19th June 2024 10.05 CEST
Fabio Stella – Università degli Studi di Milano-Bicocca; Machine learning, AI, causality, reproducibility
Transportability and precision medicine: A Causal Networks Perspective
Transportability in statistics and causal inference can indeed bridge bioinformatics with implementation efforts in precision health. By assessing the transportability of causal relationships identified through bioinformatics analyses, researchers can determine the extent to which findings from one context apply to another, informing implementation strategies for precision health interventions. This involves evaluating the generalizability of causal effects across different populations, settings, or time periods, which is crucial for translating bioinformatics discoveries into actionable insights that can be effectively implemented in diverse healthcare settings.

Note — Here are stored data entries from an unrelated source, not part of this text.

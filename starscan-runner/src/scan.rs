//! Batch signal scan over a directory of persisted series.
//!
//! Files are evaluated in parallel; the result set sorts its matches, so the
//! output does not depend on directory order or thread scheduling.

use rayon::prelude::*;
use starscan_core::data::{RecordSet, SeriesParser};
use starscan_core::signals::{Detector, Match, ResultSet, ScanOutcome};
use std::path::{Path, PathBuf};
use thiserror::Error;

#[derive(Debug, Error)]
pub enum ScanError {
    #[error("data directory not found: {0}")]
    MissingDataDir(PathBuf),

    #[error("failed to list {path}: {source}")]
    List {
        path: PathBuf,
        #[source]
        source: std::io::Error,
    },
}

/// `*.csv` files directly under `dir`, sorted by name.
pub fn list_series_files(dir: &Path) -> Result<Vec<PathBuf>, ScanError> {
    if !dir.is_dir() {
        return Err(ScanError::MissingDataDir(dir.to_path_buf()));
    }
    let entries = std::fs::read_dir(dir).map_err(|source| ScanError::List {
        path: dir.to_path_buf(),
        source,
    })?;

    let mut files: Vec<PathBuf> = entries
        .filter_map(Result::ok)
        .map(|entry| entry.path())
        .filter(|path| path.is_file() && path.extension().is_some_and(|ext| ext == "csv"))
        .collect();
    files.sort();
    Ok(files)
}

/// Parse one file and run the detector on it.
pub fn scan_file<D: Detector>(detector: &D, path: &Path) -> ScanOutcome<D::Hit> {
    let records = match RecordSet::from_path(path) {
        Ok(records) => records,
        Err(e) => {
            tracing::debug!(path = %path.display(), "unreadable series: {e}");
            return ScanOutcome::Skipped;
        }
    };
    let series = match SeriesParser::new(detector.price_field()).parse(&records) {
        Ok(series) => series,
        Err(e) => {
            tracing::debug!(path = %path.display(), "no series: {e}");
            return ScanOutcome::Skipped;
        }
    };

    match detector.detect(&series) {
        Some(hit) => {
            let stem = path.file_stem().and_then(|s| s.to_str()).unwrap_or("");
            let source = path.file_name().and_then(|s| s.to_str()).unwrap_or("");
            ScanOutcome::Matched(Match::new(&series.code, stem, &series.name, source, hit))
        }
        None => ScanOutcome::NoSignal,
    }
}

/// Run `detector` over every series file in `dir`.
pub fn run_scan<D: Detector>(detector: &D, dir: &Path) -> Result<ResultSet<D::Hit>, ScanError> {
    let files = list_series_files(dir)?;
    let results: ResultSet<D::Hit> = files
        .par_iter()
        .map(|path| scan_file(detector, path))
        .collect::<Vec<_>>()
        .into_iter()
        .collect();

    tracing::info!(
        detector = detector.name(),
        scanned = results.scanned(),
        skipped = results.skipped(),
        matched = results.matched(),
        "scan finished"
    );
    Ok(results)
}

/// Scan `dir` and write the results to `out`.
///
/// A missing data directory fails before any output is written.
pub fn scan_to_file<D: Detector>(
    detector: &D,
    dir: &Path,
    out: &Path,
) -> anyhow::Result<ResultSet<D::Hit>> {
    let results = run_scan(detector, dir)?;
    crate::export::write_results(out, &results)?;
    Ok(results)
}
//! Signal detection over persisted daily series.
//!
//! Detectors are pure: they read one ordered `Series` and either report a hit
//! or nothing. They never touch the store and never depend on the order in
//! which instruments are scanned.

pub mod aggregate;
pub mod band_trend;
pub mod ma_cross;
pub mod new_high;

pub use aggregate::{Match, ResultSet, ScanOutcome};
pub use band_trend::{parse_ma_list, BandHit, BandTrend, BandTrendConfig};
pub use ma_cross::{CrossHit, MaCross, MaCrossConfig};
pub use new_high::{NewHigh, NewHighConfig, NewHighHit};

use crate::domain::{PriceField, Series};
use thiserror::Error;

/// Rejected detector parameters.
#[derive(Debug, Clone, PartialEq, Error)]
pub enum SignalConfigError {
    #[error("{detector}: window_days must be >= {min}, got {value}")]
    InvalidWindow {
        detector: &'static str,
        value: usize,
        min: usize,
    },

    #[error("{detector}: ma_window must be > 1, got {value}")]
    InvalidMaWindow { detector: &'static str, value: usize },

    #[error("{detector}: no usable moving-average window in list")]
    EmptyMaList { detector: &'static str },
}

/// One detector's evidence for a matching instrument, as output columns.
///
/// The instrument's `code` and `name` are not part of the row; the result
/// export prepends them.
pub trait SignalRow {
    fn columns() -> &'static [&'static str];

    fn values(&self) -> Vec<String>;
}

/// Pattern detector over one ordered series.
///
/// # Invariants
/// - `detect()` MUST be deterministic for the same series
/// - `detect()` MUST NOT depend on any other instrument
pub trait Detector: Send + Sync {
    type Hit: SignalRow + Send;

    /// Detector name for logging.
    fn name(&self) -> &str;

    /// Price column the series must be parsed with.
    fn price_field(&self) -> PriceField;

    fn detect(&self, series: &Series) -> Option<Self::Hit>;
}

/// Fixed-point text with `places` decimals, as written to result files.
pub(crate) fn fixed(value: f64, places: usize) -> String {
    format!("{value:.places$}")
}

Therefore, considering transportability can facilitate the seamless integration of bioinformatics research findings into real-world precision health initiatives, enhancing their effectiveness and relevance across various contexts.
20th June 2024 10.05 CEST
Marieke Kuijjer -University of Oslo Centre for Molecular Medicine, Norway
Unlocking Cellular Complexity: Multiomics Integration for Personalized Regulatory Networks
By harnessing the wealth of information embedded within diverse layers of biological data, researchers aim to unravel the complex regulatory networks governing cellular processes. Through sophisticated analyses of multiomics datasets, it is possible to unravel regulatory mechanisms orchestrating gene expression, protein interactions, and metabolic pathways within individual cells. By leveraging advanced machine learning algorithms and statistical modelling techniques, meaningful patterns and associations from complex biological data can be extracted, shedding light on fundamental aspects of cellular function and dysfunction. Personalized regulatory networks that underlie health and disease states can be delineated by integrating data from diverse sources, including patient samples, disease models, and public repositories.